Other private small airlines, like Thunder Air and Wabusk Air, also provide charter services, which sometimes are cheaper than a regular flight on Air Creebec.

=== Healthcare ===
Health care in Fort Albany is provided by a 17-bed Fort Albany Hospital staff 24/7 by nursing staff with consultation by doctors from Weeneebayko Area Health Authority as well as transfers to Timmins and Kingston.

In 1994, a volunteer Emergency Response Team was established to decrease response times for medical emergencies. There was hope that this would lead to a full-scale ambulance service in Fort Albany.

=== Food ===
In 2011, Nishnawbe Aski Nation, Thunder Bay grocer Quality Market, and True North Community Co-operative began a partnership to ship fresh produce to Fort Albany and other James Bay communities during the summer months.

=== Internet ===
As of October 2022, Starlink provided high-speed satellite internet access to Fort Albany.

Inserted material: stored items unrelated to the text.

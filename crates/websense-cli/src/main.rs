//! WebSense command line entry point.

use clap::{CommandFactory, Parser, Subcommand};
use clap_complete::Shell;

use websense_cli::commands::{content, scrape, search};
use websense_cli::{output, process_env};

#[derive(Parser)]
#[command(
    name = "websense",
    about = "Making sense of the web: turn any webpage into structured JSON",
    version
)]
struct Cli {
    /// Log level (trace, debug, info, warn, error). RUST_LOG takes precedence.
    #[arg(long, global = true, default_value = "warn")]
    log_level: String,

    /// Disable colored output.
    #[arg(long, global = true)]
    no_color: bool,

    #[command(subcommand)]
    command: Commands,
}

#[derive(Subcommand)]
enum Commands {
    /// Extract structured data from a webpage.
    ///
    /// Examples:
    ///   websense scrape https://example.com -e '{"title": "Example"}'
    ///   websense scrape https://example.com -s schema.json -o out.json
    Scrape(scrape::ScrapeArgs),

    /// Fetch a webpage and print its cleaned content.
    Content(content::ContentArgs),

    /// Search the web and extract data from the first good result.
    Search(search::SearchArgs),

    /// Generate shell completion scripts.
    ///
    /// Examples:
    ///   websense completions bash > ~/.local/share/bash-completion/completions/websense
    ///   websense completions zsh > ~/.zfunc/_websense
    Completions {
        /// Shell type (bash, zsh, fish, powershell, elvish).
        shell: Shell,
    },
}

impl Commands {
    fn verbose(&self) -> bool {
        match self {
            Commands::Scrape(args) => args.verbose,
            Commands::Content(args) => args.verbose,
            Commands::Search(args) => args.verbose,
            Commands::Completions { .. } => false,
        }
    }
}

#[tokio::main]
async fn main() {
    let cli = Cli::parse();

    if cli.no_color {
        colored::control::set_override(false);
    }

    let directives = if cli.command.verbose() {
        format!("{},websense=debug,websense_cli=debug", cli.log_level)
    } else {
        cli.log_level.clone()
    };
    let filter = tracing_subscriber::EnvFilter::try_from_default_env()
        .unwrap_or_else(|_| tracing_subscriber::EnvFilter::new(directives));

    tracing_subscriber::fmt()
        .with_env_filter(filter)
        .with_writer(std::io::stderr)
        .init();

    if let Err(e) = run(cli.command).await {
        output::error(&format!("{e:#}"));
        std::process::exit(1);
    }
}

async fn run(command: Commands) -> anyhow::Result<()> {
    match command {
        Commands::Scrape(args) => scrape::run(args, process_env).await,
        Commands::Content(args) => content::run(args).await,
        Commands::Search(args) => search::run(args, process_env).await,
        Commands::Completions { shell } => {
            let mut cmd = Cli::command();
            clap_complete::generate(shell, &mut cmd, "websense", &mut std::io::stdout());
            Ok(())
        }
    }
}
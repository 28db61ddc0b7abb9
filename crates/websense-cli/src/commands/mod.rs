//! Subcommand arguments and handlers.

pub mod content;
pub mod scrape;
pub mod search;

use std::time::Duration;

use anyhow::bail;
use clap::Args;
use websense::extractor::DEFAULT_TRUNCATE_LENGTH;
use websense::fetcher::{DEFAULT_RETRIES, DEFAULT_TIMEOUT_SECS, DEFAULT_USER_AGENT};
use websense::{ExtractOptions, FetcherConfig, ScrapeOptions};

use crate::input::{json_input_source, parse_json_input};

/// HTTP settings shared by every command that fetches a page.
#[derive(Debug, Clone, Args)]
pub struct FetchArgs {
    /// Request timeout in seconds.
    #[arg(short, long, default_value_t = DEFAULT_TIMEOUT_SECS)]
    pub timeout: u64,

    /// Number of retries for failed requests.
    #[arg(short, long, default_value_t = DEFAULT_RETRIES)]
    pub retries: u32,

    /// User-Agent header sent with every request.
    #[arg(long, default_value = DEFAULT_USER_AGENT)]
    pub user_agent: String,
}

impl FetchArgs {
    pub fn fetcher_config(&self) -> FetcherConfig {
        FetcherConfig::default()
            .with_timeout(Duration::from_secs(self.timeout))
            .with_retries(self.retries)
            .with_user_agent(self.user_agent.clone())
    }
}

/// What to extract and how to prompt for it.
#[derive(Debug, Clone, Args)]
pub struct ExtractArgs {
    /// Model to use (overrides OPENAI_MODEL).
    #[arg(short, long)]
    pub model: Option<String>,

    /// JSON schema, inline or as a file path.
    #[arg(short, long)]
    pub schema: Option<String>,

    /// Example of the expected output, inline or as a file path.
    #[arg(short, long)]
    pub example: Option<String>,

    /// Instruction placed before the page content.
    #[arg(short, long)]
    pub prompt: Option<String>,

    /// Maximum number of content characters sent to the model.
    #[arg(long, default_value_t = DEFAULT_TRUNCATE_LENGTH)]
    pub truncate_length: usize,

    /// Send the whole page regardless of length.
    #[arg(long)]
    pub no_truncate: bool,
}

impl ExtractArgs {
    /// Parse and validate the schema or example. Runs before any network
    /// traffic so bad input fails fast.
    pub fn scrape_options(&self, convert_markdown: bool) -> anyhow::Result<ScrapeOptions> {
        if self.schema.is_none() && self.example.is_none() {
            bail!("either --schema or --example must be provided");
        }

        let schema = self.schema.as_deref().map(parse_json_input).transpose()?;
        let example = self.example.as_deref().map(parse_json_input).transpose()?;
        websense::schema::resolve(schema.as_ref(), example.as_ref())?;

        let mut extract = ExtractOptions::default().with_truncate_length(self.truncate_length);
        if self.no_truncate {
            extract = extract.without_truncation();
        }
        if let Some(prompt) = &self.prompt {
            extract = extract.with_prompt(prompt.clone());
        }

        Ok(ScrapeOptions {
            schema,
            example,
            convert_markdown,
            extract,
        })
    }

    /// Verbose notes on where the schema and example were read from.
    pub fn input_notes(&self) -> Vec<String> {
        [("schema", &self.schema), ("example", &self.example)]
            .into_iter()
            .filter_map(|(name, value)| {
                let value = value.as_deref()?;
                Some(format!("Using {name} from {}", json_input_source(value)))
            })
            .collect()
    }
}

The Western James Bay Telecom Network is a community-based organization that provides high-speed fibre-optic internet to the communities of the west James Bay coast. The fibre-optic network was constructed in 2009, and launched in February 2010. The network is leased from Five Nations Energy Inc. for a nominal fee, and internet service is provided by Xittel.

== Education ==
The band runs Peetabeck Education, which administers Peetabeck Academy, a K–12 school. The school building was designed to accommodate 333 students, with "a Day Care, two kindergartens, 11 classrooms and rooms for multi-purpose use, library/resource centre, auditorium/gymnasium, gym support, home economics, industrial arts, science administration, staff, educational storage and health," as well as culturally-motivated external landscaping including a fire pit and large dreamcatcher, according to the architectural firm that designed it. The building also includes a community centre. The school had its grand opening in 2001, at the same time the rectory of the old St. Anne's Indian Residential School burned.